§ **Exercise prompt**: Every line below that has "depth" in it should be copied.

== Provided records ==

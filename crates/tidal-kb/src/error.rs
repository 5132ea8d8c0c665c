/// Errors raised while ingesting one of the knowledge-base documents.
#[derive(Debug, thiserror::Error)]
pub enum KbError {
    #[error("invalid API dump JSON: {0}")]
    Json(#[from] serde_json::Error),

    #[error("invalid autocomplete metadata XML: {0}")]
    Xml(#[from] roxmltree::Error),

    #[error("schema violation: {0}")]
    Schema(String),
}

pub type Result<T> = std::result::Result<T, KbError>;
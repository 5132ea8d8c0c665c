use std::sync::Once;

/// Logger configuration.
///
/// `env_filter` follows the `env_logger` filter syntax (e.g. "info",
/// "tidal_lsp=debug,tidal_intel=trace").  When absent, `RUST_LOG` is consulted,
/// then the `info` default applies.
#[derive(Debug, Clone)]
pub struct LoggingConfig {
    pub env_filter: Option<String>,
    pub write_style: env_logger::WriteStyle,
}

impl Default for LoggingConfig {
    fn default() -> Self {
        Self {
            env_filter: None,
            // stderr is shown verbatim in editor output panes.
            write_style: env_logger::WriteStyle::Never,
        }
    }
}

static INIT: Once = Once::new();

/// Initializes the global logger once; later calls are ignored.
///
/// Output always goes to stderr: stdout carries the LSP channel.
pub fn init_logging(config: LoggingConfig) {
    INIT.call_once(|| {
        let mut builder = env_logger::Builder::new();

        if let Some(filter) = config.env_filter {
            builder.parse_filters(&filter);
        } else if let Ok(filter) = std::env::var("RUST_LOG") {
            builder.parse_filters(&filter);
        } else {
            builder.filter_level(log::LevelFilter::Info);
        }

        builder
            .write_style(config.write_style)
            .target(env_logger::Target::Stderr);

        if let Err(e) = builder.try_init() {
            eprintln!("tidal-lsp: logger already installed: {e}");
            return;
        }

        log::debug!("logging initialized");
    });
}
//! Signature help for the call the cursor is inside of.

use tidal_kb::metadata::LibFunction;
use tidal_kb::{ClassDescriptor, MemberDescriptor, MemberKind};

use crate::chain::resolve_class;
use crate::complete::Analyzer;
use crate::context::{extract_chain, lazy_regex};
use crate::scope::split_top_level;
use crate::text::{line_before, Position, SourceText};

#[derive(Debug, Clone, PartialEq, Eq)]
pub struct ParameterInfo {
    /// Substring of the signature label.
    pub label: String,
    pub documentation: Option<String>,
}

#[derive(Debug, Clone, PartialEq, Eq)]
pub struct SignatureInfo {
    pub label: String,
    pub documentation: Option<String>,
    pub parameters: Vec<ParameterInfo>,
}

#[derive(Debug, Clone, PartialEq, Eq)]
pub struct SignatureHelp {
    pub signatures: Vec<SignatureInfo>,
    pub active_signature: u32,
    pub active_parameter: u32,
}

struct KnownSignature {
    /// `name`, `owner.name`, or `:name` for methods on any receiver.
    key: &'static str,
    label: &'static str,
    doc: &'static str,
}

static KNOWN_SIGNATURES: &[KnownSignature] = &[
    KnownSignature { key: "wait",            label: "wait(seconds: number?): (number, number)",                        doc: "Deprecated. Yields the current thread; prefer `task.wait`." },
    KnownSignature { key: "task.wait",       label: "task.wait(duration: number?): number",                            doc: "Yields the current thread until the next Heartbeat after `duration` seconds." },
    KnownSignature { key: "task.spawn",      label: "task.spawn(functionOrThread: function | thread, ...: any): thread", doc: "Resumes the function or thread immediately." },
    KnownSignature { key: "task.delay",      label: "task.delay(duration: number, functionOrThread: function | thread, ...: any): thread", doc: "Schedules the function or thread after `duration` seconds." },
    KnownSignature { key: "task.defer",      label: "task.defer(functionOrThread: function | thread, ...: any): thread", doc: "Schedules the function or thread at the end of the current resumption cycle." },
    KnownSignature { key: "task.cancel",     label: "task.cancel(thread: thread)",                                     doc: "Cancels a thread, preventing it from being resumed." },
    KnownSignature { key: "Instance.new",    label: "Instance.new(className: string, parent: Instance?): Instance",    doc: "Creates a new instance of the given class." },
    KnownSignature { key: "Vector3.new",     label: "Vector3.new(x: number, y: number, z: number): Vector3",           doc: "Creates a vector from its components." },
    KnownSignature { key: "CFrame.new",      label: "CFrame.new(x: number, y: number, z: number): CFrame",             doc: "Creates a coordinate frame at a position with no rotation." },
    KnownSignature { key: "Color3.new",      label: "Color3.new(r: number, g: number, b: number): Color3",             doc: "Creates a color from components in [0, 1]." },
    KnownSignature { key: "Color3.fromRGB",  label: "Color3.fromRGB(r: number, g: number, b: number): Color3",         doc: "Creates a color from components in [0, 255]." },
    KnownSignature { key: "UDim2.new",       label: "UDim2.new(xScale: number, xOffset: number, yScale: number, yOffset: number): UDim2", doc: "Creates a UI size or position." },
    KnownSignature { key: ":GetService",     label: "GetService(className: string): Instance",                         doc: "Returns the service with the given class name, creating it if needed." },
    KnownSignature { key: ":FindFirstChild", label: "FindFirstChild(name: string, recursive: boolean?): Instance?",     doc: "Returns the first child with the given name, or `nil`." },
    KnownSignature { key: ":WaitForChild",   label: "WaitForChild(childName: string, timeOut: number?): Instance",     doc: "Yields until a child with the given name exists." },
    KnownSignature { key: "print",           label: "print(...: any)",                                                 doc: "Writes its arguments to the output." },
    KnownSignature { key: "warn",            label: "warn(...: any)",                                                  doc: "Writes its arguments to the output as a warning." },
    KnownSignature { key: "require",         label: "require(module: ModuleScript | string): any",                     doc: "Runs a ModuleScript once and returns its value." },
    KnownSignature { key: "pcall",           label: "pcall(f: function, ...: any): (boolean, ...any)",                 doc: "Calls `f` in protected mode." },
];

impl Analyzer<'_> {
    pub fn signature_help<S: SourceText + ?Sized>(&self, src: &S, pos: Position) -> Option<SignatureHelp> {
        if self.kb.is_empty() {
            return None;
        }
        let before = line_before(src, pos);
        let (paren, active_parameter) = open_call(before)?;
        let target = before[..paren].trim_end();
        let caps = call_target_re().captures(target)?;
        let owner = caps.get(1).map(|m| m.as_str());
        let separator = caps.get(2).map(|m| m.as_str());
        let name = caps.get(3)?.as_str();

        let signature = self
            .known_signature(owner, separator, name)
            .or_else(|| self.library_signature(owner, separator, name))
            .or_else(|| self.method_signature(target, separator, name))?;

        Some(SignatureHelp { signatures: vec![signature], active_signature: 0, active_parameter })
    }

    fn known_signature(&self, owner: Option<&str>, separator: Option<&str>, name: &str) -> Option<SignatureInfo> {
        let key = match (owner, separator) {
            (Some(owner), Some(".")) => format!("{owner}.{name}"),
            (_, Some(":")) => format!(":{name}"),
            _ => name.to_string(),
        };
        let known = KNOWN_SIGNATURES.iter().find(|s| s.key == key)?;
        Some(signature_info(known.label.to_string(), Some(known.doc.to_string())))
    }

    fn library_signature(&self, owner: Option<&str>, separator: Option<&str>, name: &str) -> Option<SignatureInfo> {
        let meta = self.kb.library().ok()?;
        let (f, qualifier): (&LibFunction, String) = match (owner, separator) {
            (Some(owner), Some(".")) => {
                let f = match meta.library(owner) {
                    Some(lib) => lib.function(name),
                    None => meta.item_struct(owner).and_then(|s| s.static_function(name)),
                }?;
                (f, format!("{owner}."))
            }
            (None, None) => (meta.library("_G")?.function(name)?, String::new()),
            _ => return None,
        };
        Some(signature_info(f.signature(&qualifier), f.description.clone()))
    }

    /// A method of the class the receiver chain resolves to, else of the
    /// first class declaring a method with that name.
    fn method_signature(&self, target: &str, separator: Option<&str>, name: &str) -> Option<SignatureInfo> {
        if separator != Some(":") {
            return None;
        }
        let is_method = |m: &&MemberDescriptor| m.kind == MemberKind::Method;
        let resolved = extract_chain(target)
            .and_then(|chain| resolve_class(self.kb, &chain))
            .and_then(|class| class.member(name).filter(is_method).map(|m| (class, m)));
        let (class, member): (&ClassDescriptor, &MemberDescriptor) = match resolved {
            Some(found) => found,
            None => self
                .kb
                .classes()
                .iter()
                .find_map(|c| c.member_exact(name).filter(is_method).map(|m| (c, m)))?,
        };
        let doc = self.kb.docs().member(&class.name, &member.name).map(str::to_string);
        Some(signature_info(member.signature(&class.name), doc))
    }
}

fn signature_info(label: String, documentation: Option<String>) -> SignatureInfo {
    let parameters = parameter_labels(&label)
        .into_iter()
        .map(|p| ParameterInfo { label: p.to_string(), documentation: None })
        .collect();
    SignatureInfo { label, documentation, parameters }
}

/// The comma-separated parameters between the first `(` of `label` and its
/// matching `)`.
fn parameter_labels(label: &str) -> Vec<&str> {
    let Some(open) = label.find('(') else { return Vec::new() };
    let mut depth = 0;
    let mut close = None;
    for (i, c) in label[open..].char_indices() {
        match c {
            '(' => depth += 1,
            ')' => {
                depth -= 1;
                if depth == 0 {
                    close = Some(open + i);
                    break;
                }
            }
            _ => {}
        }
    }
    let Some(close) = close else { return Vec::new() };
    let inner = &label[open + 1..close];
    if inner.trim().is_empty() {
        return Vec::new();
    }
    split_top_level(inner, ',').into_iter().map(str::trim).collect()
}

/// Byte index of the innermost unclosed `(` and the number of top-level
/// commas after it.  Strings are skipped; commas inside `{}`/`[]` don't count.
fn open_call(before: &str) -> Option<(usize, u32)> {
    let mut stack: Vec<(u8, usize, u32)> = Vec::new();
    let bytes = before.as_bytes();
    let mut i = 0;
    while i < bytes.len() {
        match bytes[i] {
            q @ (b'"' | b'\'' | b'`') => {
                i += 1;
                while i < bytes.len() && bytes[i] != q {
                    if bytes[i] == b'\\' {
                        i += 1;
                    }
                    i += 1;
                }
            }
            open @ (b'(' | b'{' | b'[') => stack.push((open, i, 0)),
            b')' | b'}' | b']' => {
                stack.pop();
            }
            b',' => {
                if let Some(top) = stack.last_mut() {
                    top.2 += 1;
                }
            }
            _ => {}
        }
        i += 1;
    }
    stack
        .iter()
        .rev()
        .find(|(open, _, _)| *open == b'(')
        .map(|&(_, at, commas)| (at, commas))
}

lazy_regex!(call_target_re, r"(?:([A-Za-z_]\w*)\s*([.:])\s*)?([A-Za-z_]\w*)$");
impl<'a> Analyzer<'a> {
    pub fn new(kb: &'a KnowledgeBase) -> Self {
        Self { kb, modules: &[], scan_limit: DEFAULT_SCAN_LIMIT }
    }

    /// Paths offered inside `require("`.
    pub fn with_modules(mut self, modules: &'a [String]) -> Self {
        self.modules = modules;
        self
    }

    pub fn with_scan_limit(mut self, limit: usize) -> Self {
        self.scan_limit = limit;
        self
    }

    pub fn knowledge_base(&self) -> &'a KnowledgeBase {
        self.kb
    }

    /// Completion candidates at `pos`, deduplicated and in precedence order.
    ///
    /// Returns nothing while the knowledge base is still empty.
    pub fn complete<S: SourceText + ?Sized>(&self, src: &S, pos: Position) -> Vec<CompletionCandidate> {
        if self.kb.is_empty() {
            log::debug!("completion requested before the knowledge base loaded");
            return Vec::new();
        }
        let range = src.word_range_at(pos);

        match classify(src, pos) {
            CompletionContext::String(StringContext::ServiceName) => {
                self.service_names(string_range(src, pos))
            }
            CompletionContext::String(StringContext::ClassName) => {
                self.creatable_classes(string_range(src, pos))
            }
            CompletionContext::String(StringContext::RequirePath) => {
                self.module_paths(string_range(src, pos))
            }
            CompletionContext::String(StringContext::Other) | CompletionContext::Comment => Vec::new(),
            CompletionContext::TypeAnnotation => self.type_names(range),
            CompletionContext::EnumItems { name } => match self.kb.enumeration(&name) {
                Some(e) => self.enum_items(e, range),
                None => self.general(src, range),
            },
            CompletionContext::EnumNames => self.enum_names(range),
            CompletionContext::Accessor { chain } => {
                let members = resolve_chain(self.kb, &chain, range);
                if !members.is_empty() {
                    return members;
                }
                let library = match self.kb.library() {
                    Ok(meta) => {
                        let members = library_members(meta, &chain, range);
                        if members.is_empty() {
                            self.local_struct_members(meta, src, &chain, range)
                        } else {
                            members
                        }
                    }
                    Err(_) => Vec::new(),
                };
                if !library.is_empty() {
                    return library;
                }
                self.general(src, range)
            }
            CompletionContext::General => self.general(src, range),
        }
    }

    /// `v.` / `v:` where `v` is a local holding a data type value.
    fn local_struct_members<S: SourceText + ?Sized>(
        &self,
        meta: &LibraryMetadata,
        src: &S,
        chain: &[String],
        range: Range,
    ) -> Vec<CompletionCandidate> {
        let [root, _partial] = chain else {
            return Vec::new();
        };
        scope::scan(src.full_text(), self.scan_limit)
            .into_iter()
            .find(|sym| sym.name == *root)
            .and_then(|sym| meta.item_struct(&sym.inferred_type))
            .map(|item| struct_members(item, range))
            .unwrap_or_default()
    }

    // ── Short-circuit modes ───────────────────────────────────────────────────

    fn service_names(&self, range: Range) -> Vec<CompletionCandidate> {
        self.kb
            .services()
            .iter()
            .map(|name| {
                let candidate = CompletionCandidate::new(name, CandidateKind::Class, range).detail("service");
                match self.kb.docs().class(name) {
                    Some(doc) => candidate.documentation(doc),
                    None => candidate,
                }
            })
            .collect()
    }

    fn creatable_classes(&self, range: Range) -> Vec<CompletionCandidate> {
        self.kb
            .classes()
            .iter()
            .filter(|c| c.is_creatable())
            .map(|c| {
                let detail = match &c.superclass {
                    Some(superclass) => format!("class {} : {superclass}", c.name),
                    None => format!("class {}", c.name),
                };
                CompletionCandidate::new(&c.name, CandidateKind::Class, range).detail(detail)
            })
            .collect()
    }

    fn module_paths(&self, range: Range) -> Vec<CompletionCandidate> {
        self.modules
            .iter()
            .map(|path| CompletionCandidate::new(path, CandidateKind::Module, range).detail("module"))
            .collect()
    }

    fn type_names(&self, range: Range) -> Vec<CompletionCandidate> {
        let mut set = CandidateSet::new();
        set.extend(PRIMITIVE_TYPES.iter().map(|t| {
            CompletionCandidate::new(t.name, CandidateKind::Keyword, range).documentation(t.doc)
        }));
        set.extend(DATA_TYPES.iter().map(|t| {
            CompletionCandidate::new(t.name, CandidateKind::Class, range)
                .documentation(t.doc)
                .bucket(SortBucket::Global)
        }));
        set.extend(self.kb.classes().iter().map(|c| {
            CompletionCandidate::new(&c.name, CandidateKind::Class, range).bucket(SortBucket::Global)
        }));
        set.into_vec()
    }

    fn enum_items(&self, e: &EnumDescriptor, range: Range) -> Vec<CompletionCandidate> {
        e.items
            .iter()
            .map(|item| {
                let candidate = CompletionCandidate::new(&item.name, CandidateKind::EnumMember, range)
                    .detail(format!("Enum.{}.{} = {}", e.name, item.name, item.value));
                let mut doc = Vec::new();
                if item.is_deprecated() {
                    doc.push("**Deprecated**");
                }
                doc.extend(self.kb.docs().enum_item(&e.name, &item.name));
                if doc.is_empty() { candidate } else { candidate.documentation(doc.join("\n\n")) }
            })
            .collect()
    }

    fn enum_names(&self, range: Range) -> Vec<CompletionCandidate> {
        self.kb
            .enums()
            .iter()
            .map(|e| {
                let candidate = CompletionCandidate::new(&e.name, CandidateKind::Enum, range)
                    .detail(format!("Enum.{} ({} items)", e.name, e.items.len()));
                match self.kb.docs().enumeration(&e.name) {
                    Some(doc) => candidate.documentation(doc),
                    None => candidate,
                }
            })
            .collect()
    }

    // ── General aggregation ───────────────────────────────────────────────────

    /// Every source merged in precedence order; the first source to offer a
    /// label keeps it.
    fn general<S: SourceText + ?Sized>(&self, src: &S, range: Range) -> Vec<CompletionCandidate> {
        let mut set = CandidateSet::new();

        // 1. standard-library metadata
        match self.kb.library() {
            Ok(meta) => {
                for lib in meta.libraries.iter().filter(|l| l.name != "_G") {
                    let candidate = CompletionCandidate::new(&lib.name, CandidateKind::Module, range)
                        .detail(format!("library {}", lib.name));
                    set.push(match &lib.description {
                        Some(doc) => candidate.documentation(doc),
                        None => candidate,
                    });
                }
                if let Some(globals) = meta.library("_G") {
                    set.extend(globals.functions.iter().map(|f| function_candidate(f, "", range)));
                }
                for item in &meta.structs {
                    let candidate = CompletionCandidate::new(&item.name, CandidateKind::Class, range)
                        .detail(format!("type {}", item.name));
                    set.push(match data_type(&item.name) {
                        Some(t) => candidate.documentation(t.doc),
                        None => candidate,
                    });
                }
                for item in &meta.structs {
                    for ctor in item.constructors() {
                        let callee = format!("{}.{}", item.name, ctor.name);
                        let candidate = CompletionCandidate::new(&callee, CandidateKind::Function, range)
                            .snippet(ctor.snippet(&callee))
                            .detail(ctor.signature(&format!("{}.", item.name)));
                        set.push(match &ctor.description {
                            Some(doc) => candidate.documentation(doc),
                            None => candidate,
                        });
                    }
                }
            }
            Err(e) => log::debug!("skipping standard-library completions: {e}"),
        }

        // 2. global types, aliases, functions
        set.extend(DATA_TYPES.iter().map(|t| {
            CompletionCandidate::new(t.name, CandidateKind::Class, range)
                .detail(format!("type {}", t.name))
                .documentation(t.doc)
                .bucket(SortBucket::Global)
        }));
        set.extend(GLOBAL_ALIASES.iter().map(|a| {
            CompletionCandidate::new(a.name, CandidateKind::Variable, range)
                .detail(match a.class {
                    Some(class) => format!("{}: {class}", a.name),
                    None => format!("{}: table", a.name),
                })
                .documentation(a.doc)
                .bucket(SortBucket::Global)
        }));
        set.extend(GLOBAL_FUNCTIONS.iter().map(|f| {
            CompletionCandidate::new(f.name, CandidateKind::Function, range)
                .detail(f.signature)
                .documentation(self.kb.docs().global(f.name).unwrap_or(f.doc))
                .bucket(SortBucket::Global)
        }));

        // 3. locals
        for sym in scope::scan(src.full_text(), self.scan_limit) {
            let kind = match sym.kind {
                SymbolKind::Variable => CandidateKind::Variable,
                SymbolKind::Function => CandidateKind::Function,
            };
            set.push(
                CompletionCandidate::new(&sym.name, kind, range)
                    .detail(format!("local {}: {}", sym.name, sym.inferred_type))
                    .bucket(SortBucket::Local),
            );
        }

        // 4. executor registry
        set.extend(EXPLOIT_FUNCTIONS.iter().map(|f| {
            CompletionCandidate::new(f.name, CandidateKind::Function, range)
                .detail(format!("[{}] {}", f.category.label(), f.signature))
                .documentation(f.doc)
                .bucket(SortBucket::Registry)
        }));

        // 5. snippets, then keywords
        set.extend(SNIPPETS.iter().map(|s| {
            CompletionCandidate::new(s.label, CandidateKind::Snippet, range)
                .snippet(s.body)
                .detail(format!("[{}] {}", s.category, s.prefix))
                .documentation(s.description)
                .bucket(SortBucket::Snippet)
        }));
        set.extend(KEYWORDS.iter().map(|k| {
            CompletionCandidate::new(k.name, CandidateKind::Keyword, range)
                .documentation(k.doc)
                .bucket(SortBucket::Keyword)
        }));

        set.into_vec()
    }
}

===

§ **Response**:
    let mut depth = 0;
            '(' => depth += 1,
                depth -= 1;
                if depth == 0 {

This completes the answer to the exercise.